# WHAT YOU ARE ASKED TO DO
Whenever a line in the entries below contains the string "break", copy that line.

───── RECORDS

use std::sync::Arc;
use std::time::Duration;

use clap::Subcommand;
use focusloop_core::{
    spawn_sync_loop, CurrentView, EngineHandle, Event, SessionMeta, SessionType,
};
use serde::Serialize;
use tokio::sync::Mutex;

use super::{open_engine, print_json, CmdResult};

#[derive(Subcommand)]
pub enum TimerAction {
    /// Start a session (the next one in the cycle unless --type is given)
    Start {
        /// work, short-break or long-break
        #[arg(long = "type", value_name = "TYPE")]
        session_type: Option<SessionType>,
        /// Task label
        #[arg(long)]
        label: Option<String>,
        /// Tag (repeatable)
        #[arg(long = "tag")]
        tags: Vec<String>,
        #[arg(long)]
        icon: Option<String>,
    },
    /// Pause the running session
    Pause,
    /// Resume the paused session
    Resume,
    /// Abandon the current session
    Stop,
    /// Finish the current session now
    Complete,
    /// Abandon the current session and move on to the next stage
    Skip,
    /// Discard an unrecoverable session or a pending auto-start
    Reset,
    /// Edit the current session's label, tags or icon
    Annotate {
        #[arg(long)]
        label: Option<String>,
        /// Replaces all tags (repeatable)
        #[arg(long = "tag")]
        tags: Vec<String>,
        #[arg(long)]
        icon: Option<String>,
    },
    /// Print the reconciled timer state as JSON
    Status,
    /// Keep syncing and print a JSON line per view and event
    Watch {
        /// Sync period in milliseconds
        #[arg(long, default_value_t = 1000)]
        interval_ms: u64,
        /// Stop after this many views
        #[arg(long)]
        count: Option<u64>,
    },
}

#[derive(Serialize)]
struct Report {
    events: Vec<Event>,
    view: CurrentView,
}

#[derive(Serialize)]
#[serde(tag = "kind", rename_all = "snake_case")]
enum WatchLine {
    View(CurrentView),
    Event(Event),
}

fn require(event: Option<Event>, refusal: &str) -> CmdResult {
    match event {
        Some(_) => Ok(()),
        None => Err(refusal.into()),
    }
}

pub async fn run(action: TimerAction) -> CmdResult {
    if let TimerAction::Watch { interval_ms, count } = action {
        return watch(interval_ms, count).await;
    }

    let mut engine = open_engine().await?;

    match action {
        TimerAction::Start {
            session_type,
            label,
            tags,
            icon,
        } => {
            let meta = SessionMeta {
                task_label: label,
                tags,
                icon,
            };
            let started = match session_type {
                Some(session_type) => engine.start(session_type, meta).await,
                None => engine.start_next(meta).await,
            };
            require(started, "a session is already active")?;
        }
        TimerAction::Pause => require(engine.pause().await, "no running session to pause")?,
        TimerAction::Resume => require(engine.resume().await, "no paused session to resume")?,
        TimerAction::Stop => require(engine.stop().await, "no active session to stop")?,
        TimerAction::Complete => {
            require(engine.complete().await, "no active session to complete")?
        }
        TimerAction::Skip => require(engine.skip().await, "no active session to skip")?,
        TimerAction::Reset => require(engine.reset().await, "nothing to reset")?,
        TimerAction::Annotate { label, tags, icon } => {
            let tags = (!tags.is_empty()).then_some(tags);
            require(
                engine.annotate(label, tags, icon).await,
                "no active session to annotate",
            )?
        }
        TimerAction::Status | TimerAction::Watch { .. } => {}
    }

    let view = engine.sync().await;
    print_json(&Report {
        events: engine.drain_events(),
        view,
    })
}

async fn watch(interval_ms: u64, count: Option<u64>) -> CmdResult {
    let engine: EngineHandle = Arc::new(Mutex::new(open_engine().await?));
    let mut sync_loop =
        spawn_sync_loop(engine, Duration::from_millis(interval_ms.max(1))).await;

    let mut printed = 0u64;
    loop {
        tokio::select! {
            changed = sync_loop.views.changed() => {
                if changed.is_err() {
                    break;
                }
                let view = sync_loop.views.borrow_and_update().clone();
                println!("{}", serde_json::to_string(&WatchLine::View(view))?);
                printed += 1;
                if count.is_some_and(|limit| printed >= limit) {
                    break;
                }
            }
            Some(event) = sync_loop.events.recv() => {
                println!("{}", serde_json::to_string(&WatchLine::Event(event))?);
            }
            _ = tokio::signal::ctrl_c() => break,
        }
    }

    sync_loop.stop();
    Ok(())
}
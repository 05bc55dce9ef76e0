//! SQLite-backed key-value byte store.
//!
//! Holds the persisted background state, the session history collection and
//! the focus-period counters, each under its own key.

use std::path::Path;
use std::sync::Mutex;

use async_trait::async_trait;
use rusqlite::{params, Connection, OptionalExtension};

use super::{data_dir, ByteStore};
use crate::error::StoreError;

/// SQLite database exposing a single `kv` table.
pub struct SqliteStore {
    conn: Mutex<Connection>,
}

impl SqliteStore {
    /// Open the store at `<data dir>/focusloop.db`.
    ///
    /// Creates the database file and schema if they don't exist.
    pub fn open() -> Result<Self, StoreError> {
        let dir = data_dir().map_err(|e| StoreError::Io(e.to_string()))?;
        Self::open_at(&dir.join("focusloop.db"))
    }

    pub fn open_at(path: &Path) -> Result<Self, StoreError> {
        let conn = Connection::open(path).map_err(|source| StoreError::OpenFailed {
            path: path.to_path_buf(),
            source,
        })?;
        let store = Self {
            conn: Mutex::new(conn),
        };
        store.migrate()?;
        Ok(store)
    }

    /// Open an in-memory database (for tests).
    pub fn open_memory() -> Result<Self, StoreError> {
        let conn = Connection::open_in_memory()?;
        let store = Self {
            conn: Mutex::new(conn),
        };
        store.migrate()?;
        Ok(store)
    }

    fn migrate(&self) -> Result<(), StoreError> {
        self.with_conn(|conn| {
            conn.execute_batch(
                "CREATE TABLE IF NOT EXISTS kv (
                    key        TEXT PRIMARY KEY,
                    value      BLOB NOT NULL,
                    updated_at TEXT NOT NULL DEFAULT CURRENT_TIMESTAMP
                );",
            )
        })
    }

    fn with_conn<T>(
        &self,
        f: impl FnOnce(&Connection) -> Result<T, rusqlite::Error>,
    ) -> Result<T, StoreError> {
        let conn = self.conn.lock().map_err(|_| StoreError::Locked)?;
        Ok(f(&conn)?)
    }

    /// Get a value from the kv table.
    pub fn kv_get(&self, key: &str) -> Result<Option<Vec<u8>>, StoreError> {
        self.with_conn(|conn| {
            conn.query_row("SELECT value FROM kv WHERE key = ?1", params![key], |row| {
                row.get::<_, Vec<u8>>(0)
            })
            .optional()
        })
    }

    /// Set a value in the kv table.
    pub fn kv_set(&self, key: &str, value: &[u8]) -> Result<(), StoreError> {
        self.with_conn(|conn| {
            conn.execute(
                "INSERT OR REPLACE INTO kv (key, value, updated_at)
                 VALUES (?1, ?2, CURRENT_TIMESTAMP)",
                params![key, value],
            )
            .map(|_| ())
        })
    }

    pub fn kv_delete(&self, key: &str) -> Result<(), StoreError> {
        self.with_conn(|conn| {
            conn.execute("DELETE FROM kv WHERE key = ?1", params![key])
                .map(|_| ())
        })
    }
}

#[async_trait]
impl ByteStore for SqliteStore {
    async fn get(&self, key: &str) -> Result<Option<Vec<u8>>, StoreError> {
        self.kv_get(key)
    }

    async fn set(&self, key: &str, value: &[u8]) -> Result<(), StoreError> {
        self.kv_set(key, value)
    }

    async fn delete(&self, key: &str) -> Result<(), StoreError> {
        self.kv_delete(key)
    }
}
//! Request timeout enforced by the router's middleware stack

use async_trait::async_trait;
use axum::body::Body;
use axum::http::{Request, StatusCode};
use marquee_config::ServerConfig;
use marquee_core::{
    CastMember, CatalogResult, CatalogStore, Movie, MovieLink, NewMovie, NewPerson, Person,
    RoleAssignment, RoleHolder, RoleKind, RoleUpdate,
};
use marquee_web::{build_router, AppState};
use std::sync::Arc;
use std::time::Duration;
use tower::ServiceExt;

/// Catalog whose movie listing never answers within the request deadline
struct StalledCatalog;

#[async_trait]
impl CatalogStore for StalledCatalog {
    async fn create_movie(&self, _: NewMovie) -> CatalogResult<i64> {
        unreachable!()
    }
    async fn get_movie(&self, _: i64) -> CatalogResult<Option<Movie>> {
        unreachable!()
    }
    async fn list_movies(&self) -> CatalogResult<Vec<Movie>> {
        tokio::time::sleep(Duration::from_secs(10)).await;
        Ok(Vec::new())
    }
    async fn update_movie(&self, _: i64, _: NewMovie) -> CatalogResult<()> {
        unreachable!()
    }
    async fn delete_movie(&self, _: i64) -> CatalogResult<()> {
        unreachable!()
    }
    async fn movie_cast(&self, _: i64) -> CatalogResult<Vec<CastMember>> {
        unreachable!()
    }
    async fn movies_by_year(&self, _: i32) -> CatalogResult<Vec<Movie>> {
        unreachable!()
    }
    async fn movies_by_role(&self, _: RoleKind, _: i64) -> CatalogResult<Vec<Movie>> {
        unreachable!()
    }
    async fn create_person(
        &self,
        _: NewPerson,
        _: RoleAssignment,
        _: Option<i64>,
    ) -> CatalogResult<i64> {
        unreachable!()
    }
    async fn create_movie_with_person(
        &self,
        _: NewMovie,
        _: NewPerson,
        _: RoleAssignment,
    ) -> CatalogResult<(i64, i64)> {
        unreachable!()
    }
    async fn get_person(&self, _: i64) -> CatalogResult<Option<Person>> {
        unreachable!()
    }
    async fn list_persons(&self) -> CatalogResult<Vec<Person>> {
        Ok(Vec::new())
    }
    async fn update_person(&self, _: i64, _: NewPerson, _: Option<RoleUpdate>) -> CatalogResult<bool> {
        unreachable!()
    }
    async fn delete_person(&self, _: i64) -> CatalogResult<()> {
        unreachable!()
    }
    async fn person_movies(&self, _: i64) -> CatalogResult<Vec<Movie>> {
        unreachable!()
    }
    async fn role_holders(&self, _: RoleKind) -> CatalogResult<Vec<RoleHolder>> {
        unreachable!()
    }
    async fn most_expensive_for_producer(&self, _: i64) -> CatalogResult<Option<Person>> {
        unreachable!()
    }
    async fn link(&self, _: i64, _: i64) -> CatalogResult<()> {
        unreachable!()
    }
    async fn unlink(&self, _: i64, _: i64) -> CatalogResult<()> {
        unreachable!()
    }
    async fn list_links(&self) -> CatalogResult<Vec<MovieLink>> {
        unreachable!()
    }
}

fn app() -> axum::Router {
    let config = ServerConfig {
        static_dir: None,
        request_timeout_secs: 1,
        ..ServerConfig::default()
    };
    build_router(AppState::new(Arc::new(StalledCatalog)), &config)
}

fn get(uri: &str) -> Request<Body> {
    Request::builder().uri(uri).body(Body::empty()).unwrap()
}

#[tokio::test]
async fn test_slow_request_answers_408() {
    let response = app().oneshot(get("/api/movies")).await.unwrap();
    assert_eq!(response.status(), StatusCode::REQUEST_TIMEOUT);
}

#[tokio::test]
async fn test_fast_request_is_unaffected() {
    let response = app().oneshot(get("/api/persons")).await.unwrap();
    assert_eq!(response.status(), StatusCode::OK);
}
//! Movie-person link statements

use marquee_core::MovieLink;
use rusqlite::{params, Connection};
use tracing::debug;

use crate::error::{is_foreign_key_violation, is_unique_violation, SqliteError, SqliteResult};

/// Insert a `movie_person` row.
///
/// An existing pair is `DuplicateLink`; an id that references no row is
/// `ForeignKey`.
pub fn link_movie_person(conn: &Connection, movie_id: i64, person_id: i64) -> SqliteResult<()> {
    conn.execute(
        "INSERT INTO movie_person (movie_id, person_id) VALUES (?1, ?2)",
        params![movie_id, person_id],
    )
    .map_err(|e| {
        if is_unique_violation(&e) {
            SqliteError::DuplicateLink {
                movie_id,
                person_id,
            }
        } else if is_foreign_key_violation(&e) {
            SqliteError::ForeignKey(format!(
                "Invalid movie_id {} or person_id {}",
                movie_id, person_id
            ))
        } else {
            SqliteError::Rusqlite(e)
        }
    })?;

    debug!(movie_id, person_id, "Linked person to movie");
    Ok(())
}

/// Remove a link if present
pub fn unlink_movie_person(conn: &Connection, movie_id: i64, person_id: i64) -> SqliteResult<()> {
    let rows = conn.execute(
        "DELETE FROM movie_person WHERE movie_id = ?1 AND person_id = ?2",
        params![movie_id, person_id],
    )?;

    debug!(movie_id, person_id, removed = rows, "Unlinked person from movie");
    Ok(())
}

pub fn list_links(conn: &Connection) -> SqliteResult<Vec<MovieLink>> {
    let mut stmt = conn.prepare("SELECT movie_id, person_id FROM movie_person ORDER BY rowid")?;
    let links = stmt
        .query_map([], |row| {
            Ok(MovieLink {
                movie_id: row.get(0)?,
                person_id: row.get(1)?,
            })
        })?
        .collect::<Result<Vec<_>, _>>()?;
    Ok(links)
}

pub(crate) fn delete_links_for_movie(conn: &Connection, movie_id: i64) -> SqliteResult<usize> {
    Ok(conn.execute("DELETE FROM movie_person WHERE movie_id = ?1", [movie_id])?)
}

pub(crate) fn delete_links_for_person(conn: &Connection, person_id: i64) -> SqliteResult<usize> {
    Ok(conn.execute("DELETE FROM movie_person WHERE person_id = ?1", [person_id])?)
}

#[cfg(test)]
mod tests {
    use super::*;
    use crate::SqlitePool;

    fn seeded() -> SqlitePool {
        let pool = SqlitePool::memory().unwrap();
        pool.with_connection(|conn| {
            conn.execute_batch(
                "INSERT INTO movie (movie_id, title) VALUES (1, 'Alien');
                 INSERT INTO person (person_id, first_name, last_name, pay) VALUES (1, 'Sigourney', 'Weaver', 100);",
            )?;
            Ok(())
        })
        .unwrap();
        pool
    }

    #[test]
    fn test_duplicate_link_is_classified() {
        let pool = seeded();
        pool.with_connection(|conn| link_movie_person(conn, 1, 1)).unwrap();

        let err = pool
            .with_connection(|conn| link_movie_person(conn, 1, 1))
            .unwrap_err();
        assert!(matches!(
            err,
            SqliteError::DuplicateLink {
                movie_id: 1,
                person_id: 1
            }
        ));

        let links = pool.with_connection(list_links).unwrap();
        assert_eq!(links, vec![MovieLink { movie_id: 1, person_id: 1 }]);
    }

    #[test]
    fn test_missing_reference_is_foreign_key() {
        let pool = seeded();
        let err = pool
            .with_connection(|conn| link_movie_person(conn, 1, 99))
            .unwrap_err();
        assert!(matches!(err, SqliteError::ForeignKey(_)));

        let err = pool
            .with_connection(|conn| link_movie_person(conn, 99, 1))
            .unwrap_err();
        assert!(matches!(err, SqliteError::ForeignKey(_)));
    }

    #[test]
    fn test_unlink_is_idempotent() {
        let pool = seeded();
        pool.with_connection(|conn| link_movie_person(conn, 1, 1)).unwrap();

        pool.with_connection(|conn| unlink_movie_person(conn, 1, 1)).unwrap();
        pool.with_connection(|conn| unlink_movie_person(conn, 1, 1)).unwrap();

        assert!(pool.with_connection(list_links).unwrap().is_empty());
    }
}
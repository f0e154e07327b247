//! Schema management
//!
//! The catalog schema is fixed. Everything is declared with
//! `IF NOT EXISTS`, so applying it repeatedly is harmless; the version row
//! only records that the schema has been laid down.

use crate::error::{SqliteError, SqliteResult};
use rusqlite::{Connection, OptionalExtension};
use tracing::{debug, info};

/// Schema version - increment when making schema changes
pub const SCHEMA_VERSION: i32 = 1;

/// Create the catalog tables if they are missing
pub fn apply_migrations(conn: &Connection) -> SqliteResult<()> {
    conn.execute_batch(
        "CREATE TABLE IF NOT EXISTS schema_migrations (
            version INTEGER PRIMARY KEY,
            applied_at TEXT NOT NULL DEFAULT (datetime('now'))
        );",
    )?;

    let current_version = current_version(conn)?;
    debug!(current_version, target_version = SCHEMA_VERSION, "Checking schema");

    conn.execute_batch(SCHEMA_V1)
        .map_err(|e| SqliteError::Schema(format!("Failed to apply v1 schema: {}", e)))?;

    if current_version < SCHEMA_VERSION {
        conn.execute(
            "INSERT INTO schema_migrations (version) VALUES (?1)",
            [SCHEMA_VERSION],
        )?;
        info!(from = current_version, to = SCHEMA_VERSION, "Catalog schema created");
    }

    Ok(())
}

/// Highest recorded schema version, 0 for a fresh database
pub fn current_version(conn: &Connection) -> SqliteResult<i32> {
    let version: Option<i32> = conn
        .query_row("SELECT MAX(version) FROM schema_migrations", [], |row| {
            row.get(0)
        })
        .optional()?
        .flatten();

    Ok(version.unwrap_or(0))
}

const SCHEMA_V1: &str = r#"
-- ============================================================================
-- TABLE: movie
-- ============================================================================

CREATE TABLE IF NOT EXISTS movie (
    movie_id     INTEGER PRIMARY KEY,
    title        TEXT NOT NULL,
    release_date TEXT,              -- YYYY-MM-DD
    synopsis     TEXT,
    rating       INTEGER,
    run_time     INTEGER,           -- minutes
    category     TEXT
);

-- ============================================================================
-- TABLE: person
-- ============================================================================

CREATE TABLE IF NOT EXISTS person (
    person_id  INTEGER PRIMARY KEY,
    first_name TEXT NOT NULL,
    last_name  TEXT NOT NULL,
    pay        INTEGER NOT NULL,
    UNIQUE (first_name, last_name)
);

-- ============================================================================
-- Role tables: one per role kind, each with its own descriptive column
-- ============================================================================

CREATE TABLE IF NOT EXISTS actor (
    actor_id  INTEGER PRIMARY KEY,
    person_id INTEGER NOT NULL REFERENCES person(person_id),
    role      TEXT
);

CREATE TABLE IF NOT EXISTS actress (
    actress_id INTEGER PRIMARY KEY,
    person_id  INTEGER NOT NULL REFERENCES person(person_id),
    role       TEXT
);

CREATE TABLE IF NOT EXISTS writer (
    writer_id    INTEGER PRIMARY KEY,
    person_id    INTEGER NOT NULL REFERENCES person(person_id),
    contribution TEXT
);

CREATE TABLE IF NOT EXISTS director (
    director_id INTEGER PRIMARY KEY,
    person_id   INTEGER NOT NULL REFERENCES person(person_id),
    position    TEXT
);

CREATE TABLE IF NOT EXISTS producer (
    producer_id INTEGER PRIMARY KEY,
    person_id   INTEGER NOT NULL REFERENCES person(person_id),
    position    TEXT
);

CREATE INDEX IF NOT EXISTS idx_actor_person ON actor(person_id);
CREATE INDEX IF NOT EXISTS idx_actress_person ON actress(person_id);
CREATE INDEX IF NOT EXISTS idx_writer_person ON writer(person_id);
CREATE INDEX IF NOT EXISTS idx_director_person ON director(person_id);
CREATE INDEX IF NOT EXISTS idx_producer_person ON producer(person_id);

-- ============================================================================
-- TABLE: movie_person
-- ============================================================================
-- Role-independent link between a movie and a person

CREATE TABLE IF NOT EXISTS movie_person (
    movie_id  INTEGER NOT NULL REFERENCES movie(movie_id),
    person_id INTEGER NOT NULL REFERENCES person(person_id),
    PRIMARY KEY (movie_id, person_id)
);

CREATE INDEX IF NOT EXISTS idx_movie_person_person ON movie_person(person_id);
"#;
//! Catalog data access
//!
//! The submodules hold synchronous functions over a `rusqlite::Connection`
//! (or a `Transaction` where atomicity matters). [`SqliteCatalog`] runs them
//! on the blocking pool and exposes them as a [`CatalogStore`].

pub mod composite;
pub mod link;
pub mod movie;
pub mod person;
pub mod role;
pub mod search;

use async_trait::async_trait;
use marquee_core::{
    CastMember, CatalogError, CatalogResult, CatalogStore, Movie, MovieLink, NewMovie, NewPerson,
    Person, RoleAssignment, RoleHolder, RoleKind, RoleUpdate,
};
use rusqlite::{Connection, Transaction};

use crate::connection::SqlitePool;
use crate::error::{SqliteError, SqliteResult};

/// SQLite implementation of CatalogStore
#[derive(Clone)]
pub struct SqliteCatalog {
    pool: SqlitePool,
}

impl SqliteCatalog {
    /// Create a catalog over the given connection pool
    pub fn new(pool: SqlitePool) -> Self {
        Self { pool }
    }

    pub fn pool(&self) -> &SqlitePool {
        &self.pool
    }

    /// Single statements and reads, outside a transaction
    async fn run<F, T>(&self, f: F) -> CatalogResult<T>
    where
        F: FnOnce(&Connection) -> SqliteResult<T> + Send + 'static,
        T: Send + 'static,
    {
        let pool = self.pool.clone();
        tokio::task::spawn_blocking(move || pool.with_connection(f))
            .await
            .map_err(|e| CatalogError::from(SqliteError::Task(e.to_string())))?
            .map_err(Into::into)
    }

    /// Multi-statement writes inside one IMMEDIATE transaction
    async fn write<F, T>(&self, f: F) -> CatalogResult<T>
    where
        F: FnOnce(&Transaction<'_>) -> SqliteResult<T> + Send + 'static,
        T: Send + 'static,
    {
        let pool = self.pool.clone();
        tokio::task::spawn_blocking(move || pool.with_transaction(f))
            .await
            .map_err(|e| CatalogError::from(SqliteError::Task(e.to_string())))?
            .map_err(Into::into)
    }
}

#[async_trait]
impl CatalogStore for SqliteCatalog {
    async fn create_movie(&self, new_movie: NewMovie) -> CatalogResult<i64> {
        self.run(move |conn| movie::insert_movie(conn, &new_movie)).await
    }

    async fn get_movie(&self, movie_id: i64) -> CatalogResult<Option<Movie>> {
        self.run(move |conn| movie::get_movie(conn, movie_id)).await
    }

    async fn list_movies(&self) -> CatalogResult<Vec<Movie>> {
        self.run(movie::list_movies).await
    }

    async fn update_movie(&self, movie_id: i64, new_movie: NewMovie) -> CatalogResult<()> {
        self.run(move |conn| movie::update_movie(conn, movie_id, &new_movie))
            .await
    }

    async fn delete_movie(&self, movie_id: i64) -> CatalogResult<()> {
        self.write(move |tx| {
            if movie::delete_movie(tx, movie_id)? {
                Ok(())
            } else {
                Err(SqliteError::NotFound(format!("Movie {} does not exist", movie_id)))
            }
        })
        .await
    }

    async fn movie_cast(&self, movie_id: i64) -> CatalogResult<Vec<CastMember>> {
        self.run(move |conn| search::movie_cast(conn, movie_id)).await
    }

    async fn movies_by_year(&self, year: i32) -> CatalogResult<Vec<Movie>> {
        self.run(move |conn| search::movies_by_year(conn, year)).await
    }

    async fn movies_by_role(&self, kind: RoleKind, record_id: i64) -> CatalogResult<Vec<Movie>> {
        self.run(move |conn| search::movies_by_role(conn, kind, record_id))
            .await
    }

    async fn create_person(
        &self,
        new_person: NewPerson,
        role: RoleAssignment,
        movie_id: Option<i64>,
    ) -> CatalogResult<i64> {
        self.write(move |tx| composite::create_person(tx, &new_person, &role, movie_id))
            .await
    }

    async fn create_movie_with_person(
        &self,
        new_movie: NewMovie,
        new_person: NewPerson,
        role: RoleAssignment,
    ) -> CatalogResult<(i64, i64)> {
        self.write(move |tx| composite::create_movie_with_person(tx, &new_movie, &new_person, &role))
            .await
    }

    async fn get_person(&self, person_id: i64) -> CatalogResult<Option<Person>> {
        self.run(move |conn| person::get_person(conn, person_id)).await
    }

    async fn list_persons(&self) -> CatalogResult<Vec<Person>> {
        self.run(person::list_persons).await
    }

    async fn update_person(
        &self,
        person_id: i64,
        new_person: NewPerson,
        role: Option<RoleUpdate>,
    ) -> CatalogResult<bool> {
        self.write(move |tx| composite::update_person(tx, person_id, &new_person, role.as_ref()))
            .await
    }

    async fn delete_person(&self, person_id: i64) -> CatalogResult<()> {
        self.write(move |tx| {
            if person::delete_person(tx, person_id)? {
                Ok(())
            } else {
                Err(SqliteError::NotFound(format!("Person {} does not exist", person_id)))
            }
        })
        .await
    }

    async fn person_movies(&self, person_id: i64) -> CatalogResult<Vec<Movie>> {
        self.run(move |conn| movie::person_movies(conn, person_id)).await
    }

    async fn role_holders(&self, kind: RoleKind) -> CatalogResult<Vec<RoleHolder>> {
        self.run(move |conn| role::list_role_holders(conn, kind)).await
    }

    async fn most_expensive_for_producer(
        &self,
        producer_id: i64,
    ) -> CatalogResult<Option<Person>> {
        self.run(move |conn| search::most_expensive_for_producer(conn, producer_id))
            .await
    }

    async fn link(&self, movie_id: i64, person_id: i64) -> CatalogResult<()> {
        self.run(move |conn| link::link_movie_person(conn, movie_id, person_id))
            .await
    }

    async fn unlink(&self, movie_id: i64, person_id: i64) -> CatalogResult<()> {
        self.run(move |conn| link::unlink_movie_person(conn, movie_id, person_id))
            .await
    }

    async fn list_links(&self) -> CatalogResult<Vec<MovieLink>> {
        self.run(link::list_links).await
    }
}
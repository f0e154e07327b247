//! Health check endpoint

use axum::{routing::get, Json, Router};
use serde_json::{json, Value};

pub fn health_routes() -> Router {
    Router::new().route("/health", get(health_check))
}

async fn health_check() -> Json<Value> {
    Json(json!({
        "status": "healthy",
        "service": "marquee-web"
    }))
}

──────────

# ANSWER BELOW
        /// work, short-break or long-break
                    break;
                    break;
            _ = tokio::signal::ctrl_c() => break,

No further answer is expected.